Dinactin: A New Antitumor Antibiotic with Cell Cycle Progression and Cancer Stemness Inhibiting Activities in Lung Cancer
Anchalee Rawangkan,
Pattama Wongsirisin,
Grissana Pook-In,
Achiraya Siriphap,
Atchariya Yosboonruang,
Anong Kiddee,
Jureeporn Chuerduangphui,
Nanthawan Reukngam,
Acharaporn Duangjai,
Surasak Saokaew,
Ratsada Praphasawat
Affiliations
Anchalee Rawangkan
Division of Microbiology and Parasitology, School of Medical Sciences, University of Phayao, Phayao 56000, Thailand
Pattama Wongsirisin
Department of Medical Services, National Cancer Institute, Bangkok 10400, Thailand
Grissana Pook-In
Division of Microbiology and Parasitology, School of Medical Sciences, University of Phayao, Phayao 56000, Thailand
Achiraya Siriphap
Division of Microbiology and Parasitology, School of Medical Sciences, University of Phayao, Phayao 56000, Thailand
Atchariya Yosboonruang
Division of Microbiology and Parasitology, School of Medical Sciences, University of Phayao, Phayao 56000, Thailand
Anong Kiddee
Division of Microbiology and Parasitology, School of Medical Sciences, University of Phayao, Phayao 56000, Thailand
Jureeporn Chuerduangphui
Department of Microbiology, Faculty of Science, Kasetsart University, Bangkok 10900, Thailand
Nanthawan Reukngam
Laboratory of Organic Synthesis, Chulabhorn Research Institute, Bangkok 10210, Thailand
Acharaporn Duangjai
Division of Physiology, School of Medical Sciences, University of Phayao, Phayao 56000, Thailand
Surasak Saokaew
UNIt of Excellence on Clinical Outcomes Research and IntegratioN (UNICORN), School of Pharmaceutical Sciences, University of Phayao, Phayao 56000, Thailand
Ratsada Praphasawat
Department of Pathology, School of Medicine, University of Phayao, Phayao 56000, Thailand
Lung cancer, especially non-small cell lung cancer (NSCLC), is one of the most complex diseases, despite the existence of effective treatments such as chemotherapy and immunotherapy.
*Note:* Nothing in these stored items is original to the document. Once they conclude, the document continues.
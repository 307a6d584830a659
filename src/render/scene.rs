use cgmath::{Point2, Vector2};

use crate::game::{BoardSnapshot, Camera, Cell, CellPos, CellView};

/// RGBA color with components in the range `0.0..=1.0`.
pub type Color = [f32; 4];

macro_rules! rgb {
    ($r:expr, $g:expr, $b:expr) => {
        [$r as f32 / 255.0, $g as f32 / 255.0, $b as f32 / 255.0, 1.0]
    };
}

/// Color of the window behind the board.
pub const BACKGROUND_COLOR: Color = rgb!(255, 255, 255);
/// Color of covered and numbered cells.
pub const CELL_COLOR: Color = rgb!(192, 192, 192);
/// Color of revealed cells with no adjacent mines.
pub const OPEN_CELL_COLOR: Color = rgb!(224, 224, 224);
/// Color of the outline around each cell.
pub const BORDER_COLOR: Color = rgb!(0, 0, 0);
/// Color of a revealed mine.
pub const MINE_COLOR: Color = rgb!(255, 0, 0);
/// Color of adjacent mine counts.
pub const DIGIT_COLOR: Color = rgb!(0, 0, 0);

/// Width of the outline around each cell, in pixels.
const BORDER_WIDTH: f32 = 1.0;
/// Gap between a mine and the edge of its cell, in pixels.
const MINE_MARGIN: u32 = 5;
/// Height of a digit as a fraction of the cell size.
const DIGIT_HEIGHT: f32 = 0.55;
/// Width of a digit as a fraction of its height.
const DIGIT_ASPECT: f32 = 0.55;
/// Thickness of a digit segment as a fraction of the digit's height.
const SEGMENT_THICKNESS: f32 = 0.14;

/// Seven-segment encoding of the digits 0 through 9. Bits 0 through 6 are the
/// top, top-right, bottom-right, bottom, bottom-left, top-left, and middle
/// segments.
const DIGIT_SEGMENTS: [u8; 10] = [
    0b011_1111, 0b000_0110, 0b101_1011, 0b100_1111, 0b110_0110, 0b110_1101, 0b111_1101,
    0b000_0111, 0b111_1111, 0b110_1111,
];

/// Filled shape to draw.
#[derive(Debug, Copy, Clone, PartialEq, Eq)]
pub enum ShapeKind {
    /// Axis-aligned rectangle filling its bounds.
    Rect,
    /// Circle (or ellipse) inscribed in its bounds.
    Circle,
}

/// Filled shape in window pixel coordinates.
#[derive(Debug, Copy, Clone, PartialEq)]
pub struct Shape {
    /// Kind of shape.
    pub kind: ShapeKind,
    /// Top-left corner of the bounding box.
    pub min: Point2<f32>,
    /// Width and height of the bounding box.
    pub size: Vector2<f32>,
    /// Fill color.
    pub color: Color,
}
impl Shape {
    fn rect(min: Point2<f32>, size: Vector2<f32>, color: Color) -> Self {
        Self {
            kind: ShapeKind::Rect,
            min,
            size,
            color,
        }
    }
    fn circle(center: Point2<f32>, radius: f32, color: Color) -> Self {
        Self {
            kind: ShapeKind::Circle,
            min: center - Vector2::new(radius, radius),
            size: Vector2::new(radius, radius) * 2.0,
            color,
        }
    }

    /// Returns the bottom-right corner of the bounding box.
    pub fn max(&self) -> Point2<f32> {
        self.min + self.size
    }
}

/// Returns the shapes to draw for a board, back to front.
pub fn build_scene(snapshot: &BoardSnapshot, camera: Camera) -> Vec<Shape> {
    let cell_count = snapshot.width() as usize * snapshot.height() as usize;
    // At most a border, a fill, and seven segments per cell.
    let mut shapes = Vec::with_capacity(cell_count * 9);
    for (pos, cell) in snapshot.cells() {
        push_cell(&mut shapes, camera, pos, cell);
    }
    shapes
}

fn push_cell(shapes: &mut Vec<Shape>, camera: Camera, pos: CellPos, cell: Cell) {
    let origin = camera.cell_origin(pos);
    let size = camera.cell_size() as f32;
    let center = origin + Vector2::new(size, size) / 2.0;

    // Border, then fill.
    shapes.push(Shape::rect(origin, Vector2::new(size, size), BORDER_COLOR));
    let view = cell.view();
    let fill = match view {
        CellView::Number(0) => OPEN_CELL_COLOR,
        _ => CELL_COLOR,
    };
    let inner = size - 2.0 * BORDER_WIDTH;
    if inner > 0.0 {
        shapes.push(Shape::rect(
            origin + Vector2::new(BORDER_WIDTH, BORDER_WIDTH),
            Vector2::new(inner, inner),
            fill,
        ));
    }

    match view {
        CellView::Covered | CellView::Number(0) => (),
        CellView::Mine => {
            let radius = (camera.cell_size() / 2).saturating_sub(MINE_MARGIN).max(1);
            shapes.push(Shape::circle(center, radius as f32, MINE_COLOR));
        }
        CellView::Number(n) => push_digit(shapes, center, size * DIGIT_HEIGHT, n),
    }
}

/// Adds a seven-segment digit centered on a point.
fn push_digit(shapes: &mut Vec<Shape>, center: Point2<f32>, height: f32, digit: u8) {
    let segments = match DIGIT_SEGMENTS.get(usize::from(digit)) {
        Some(&segments) => segments,
        None => return,
    };
    let width = height * DIGIT_ASPECT;
    let t = height * SEGMENT_THICKNESS;
    let half = height / 2.0;
    let min = center - Vector2::new(width, height) / 2.0;

    // (x, y, w, h) of each segment relative to the top-left of the digit.
    let bounds = [
        (0.0, 0.0, width, t),
        (width - t, 0.0, t, half),
        (width - t, half, t, half),
        (0.0, height - t, width, t),
        (0.0, half, t, half),
        (0.0, 0.0, t, half),
        (0.0, half - t / 2.0, width, t),
    ];
    for (i, &(x, y, w, h)) in bounds.iter().enumerate() {
        if segments & (1 << i) != 0 {
            shapes.push(Shape::rect(
                min + Vector2::new(x, y),
                Vector2::new(w, h),
                DIGIT_COLOR,
            ));
        }
    }
}

#[cfg(test)]
mod tests {
    use super::*;
    use crate::game::Board;

    const CELL_SIZE: u32 = 40;

    fn scene_for(board: &Board) -> Vec<Shape> {
        let camera = Camera::new(CELL_SIZE, (board.width(), board.height()));
        build_scene(&board.snapshot(), camera)
    }

    fn inside_cell(shape: &Shape, pos: CellPos) -> bool {
        let camera = Camera::new(CELL_SIZE, (pos.0 + 1, pos.1 + 1));
        let origin = camera.cell_origin(pos);
        let end = origin + Vector2::new(CELL_SIZE as f32, CELL_SIZE as f32);
        let max = shape.max();
        shape.min.x >= origin.x && shape.min.y >= origin.y && max.x <= end.x && max.y <= end.y
    }

    #[test]
    fn test_covered_board_shows_nothing_but_cells() {
        let board = Board::from_mines(3, 2, &[CellPos(0, 0), CellPos(2, 1)]).unwrap();
        let shapes = scene_for(&board);

        assert_eq!(shapes.len(), 3 * 2 * 2);
        for pair in shapes.chunks(2) {
            assert_eq!(pair[0].color, BORDER_COLOR);
            assert_eq!(pair[0].size, Vector2::new(40.0, 40.0));
            assert_eq!(pair[1].color, CELL_COLOR);
            assert_eq!(pair[1].size, Vector2::new(38.0, 38.0));
        }
        assert!(shapes.iter().all(|s| s.kind == ShapeKind::Rect));
    }

    #[test]
    fn test_revealed_mine_is_a_circle() {
        let mut board = Board::from_mines(2, 2, &[CellPos(1, 1)]).unwrap();
        board.reveal(CellPos(1, 1)).unwrap();
        let shapes = scene_for(&board);

        let circles: Vec<&Shape> = shapes
            .iter()
            .filter(|s| s.kind == ShapeKind::Circle)
            .collect();
        assert_eq!(circles.len(), 1);
        let mine = circles[0];
        assert_eq!(mine.color, MINE_COLOR);
        // Radius is half the cell minus the margin, centered in the cell.
        assert_eq!(mine.size, Vector2::new(30.0, 30.0));
        assert_eq!(mine.min, Point2::new(45.0, 45.0));
    }

    #[test]
    fn test_numbers_use_seven_segments() {
        let mut board = Board::from_mines(3, 1, &[CellPos(0, 0), CellPos(2, 0)]).unwrap();
        board.reveal(CellPos(1, 0)).unwrap();
        let shapes = scene_for(&board);

        let digit: Vec<&Shape> = shapes.iter().filter(|s| s.color == DIGIT_COLOR).collect();
        // Two cell borders are also black; the digit "2" adds five segments.
        let segments: Vec<&&Shape> = digit
            .iter()
            .filter(|s| s.size != Vector2::new(40.0, 40.0))
            .collect();
        assert_eq!(segments.len(), 5);
        assert!(segments.iter().all(|s| inside_cell(s, CellPos(1, 0))));
        assert_eq!(
            shapes.iter().filter(|s| s.color == CELL_COLOR).count(),
            3,
        );
    }

    #[test]
    fn test_open_cells_are_lighter_and_blank() {
        let mut board = Board::from_mines(3, 3, &[CellPos(2, 2)]).unwrap();
        board.reveal(CellPos(0, 0)).unwrap();
        let shapes = scene_for(&board);

        // Cells (0, 0), (1, 0), (0, 1), (2, 0), and (0, 2) have no adjacent
        // mines.
        assert_eq!(
            shapes.iter().filter(|s| s.color == OPEN_CELL_COLOR).count(),
            5,
        );
        // The other three safe cells each show a "1".
        let segment_count = shapes
            .iter()
            .filter(|s| s.color == DIGIT_COLOR && s.size != Vector2::new(40.0, 40.0))
            .count();
        assert_eq!(segment_count, 3 * 2);
        assert!(shapes.iter().all(|s| s.kind == ShapeKind::Rect));
    }

    #[test]
    fn test_digit_table() {
        let lit = |d: usize| DIGIT_SEGMENTS[d].count_ones();
        assert_eq!(
            (0..10).map(lit).collect::<Vec<_>>(),
            vec![6, 2, 5, 5, 4, 5, 6, 3, 7, 6],
        );
    }
}
//! Startup configuration.

use std::time::Duration;

use crate::game::{BoardConfig, GameError};

/// Game settings, fixed for the lifetime of the process.
#[derive(Debug, Copy, Clone, PartialEq, Eq)]
pub struct Config {
    /// Board width in cells.
    pub width: u32,
    /// Board height in cells.
    pub height: u32,
    /// Number of mines on each board.
    pub mines: u32,
    /// Width and height of one cell in pixels.
    pub cell_size: u32,
    /// Target frames per second.
    pub frame_rate: u32,
    /// How long a finished board stays on screen before a new round starts.
    pub reset_delay: Duration,
}
impl Default for Config {
    fn default() -> Self {
        Self {
            width: 10,
            height: 10,
            mines: 10,
            cell_size: 40,
            frame_rate: 60,
            reset_delay: Duration::from_secs(2),
        }
    }
}
impl Config {
    /// Checks every setting, returning the board configuration if the game
    /// can start.
    pub fn validate(&self) -> Result<BoardConfig, GameError> {
        if self.cell_size == 0 {
            return Err(GameError::InvalidConfiguration(
                "cell size must be at least 1 pixel".to_owned(),
            ));
        }
        if self.frame_rate == 0 {
            return Err(GameError::InvalidConfiguration(
                "frame rate must be at least 1 frame per second".to_owned(),
            ));
        }
        let board = BoardConfig::new(self.width, self.height, self.mines)?;
        if self.width.checked_mul(self.cell_size).is_none()
            || self.height.checked_mul(self.cell_size).is_none()
        {
            return Err(GameError::InvalidConfiguration(format!(
                "{}x{} board with {}px cells does not fit in a window",
                self.width, self.height, self.cell_size,
            )));
        }
        Ok(board)
    }

    /// Returns the time between frames.
    pub fn frame_duration(&self) -> Duration {
        Duration::from_secs_f64(1.0 / f64::from(self.frame_rate))
    }
}
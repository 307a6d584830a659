//! Classic Minesweeper in a window.
//!
//! Left-click a cell to reveal it. Hitting a mine or clearing every safe cell
//! ends the round, and a new board appears two seconds later.

#![warn(missing_docs)]
#![warn(rust_2018_idioms)]
#![warn(clippy::all)]
#![deny(clippy::correctness)]

use log::{error, info, LevelFilter};
use simple_logger::SimpleLogger;

mod config;
mod game;
mod gui;
mod render;

const TITLE: &str = "Minesweeper";

fn main() {
    if let Err(e) = SimpleLogger::new()
        .with_level(LevelFilter::Info)
        .env()
        .init()
    {
        eprintln!("Failed to initialize logger: {}", e);
    }

    let config = config::Config::default();
    info!("Starting {} with {:?}", TITLE, config);

    if let Err(e) = gui::show_gui(&config) {
        error!("{}", e);
        std::process::exit(1);
    }
}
Since cancer stem cells (CSCs) are responsible for chemo- and radio-resistance, metastasis, and cancer recurrence, finding new therapeutic targets for CSCs is critical. Dinactin is a natural secondary metabolite produced by microorganisms. Recently, dinactin has been revealed as a promising antitumor antibiotic via various mechanisms. However, the evidence relating to cell cycle progression regulation is constrained, and effects on cancer stemness have not been elucidated. Therefore, the aim of this study is to evaluate the new function of dinactin in anti-NSCLC proliferation, focusing on cell cycle progression and cancer stemness properties in Lu99 and A549 cells. Flow cytometry and immunoblotting analyses revealed that 0.1–1 µM of dinactin suppresses cell growth through induction of the G0/G1 phase associated with down-regulation of cyclins A, B, and D3, and cdk2 protein expression. The tumor-sphere forming capacity was used to assess the effect of dinactin on the cancer stemness potential in NSCLC cells. At a concentration of 1 nM, dinactin reduced both the number and size of the tumor-spheres. The quantitative RT-PCR analyses indicated that dinactin suppressed sphere formation by significantly reducing expression of CSC markers (i.e., ALDH1A1, Nanog, Oct4, and Sox2) in Lu99 cells. Consequently, dinactin could be a promising strategy for NSCLC therapy targeting CSCs.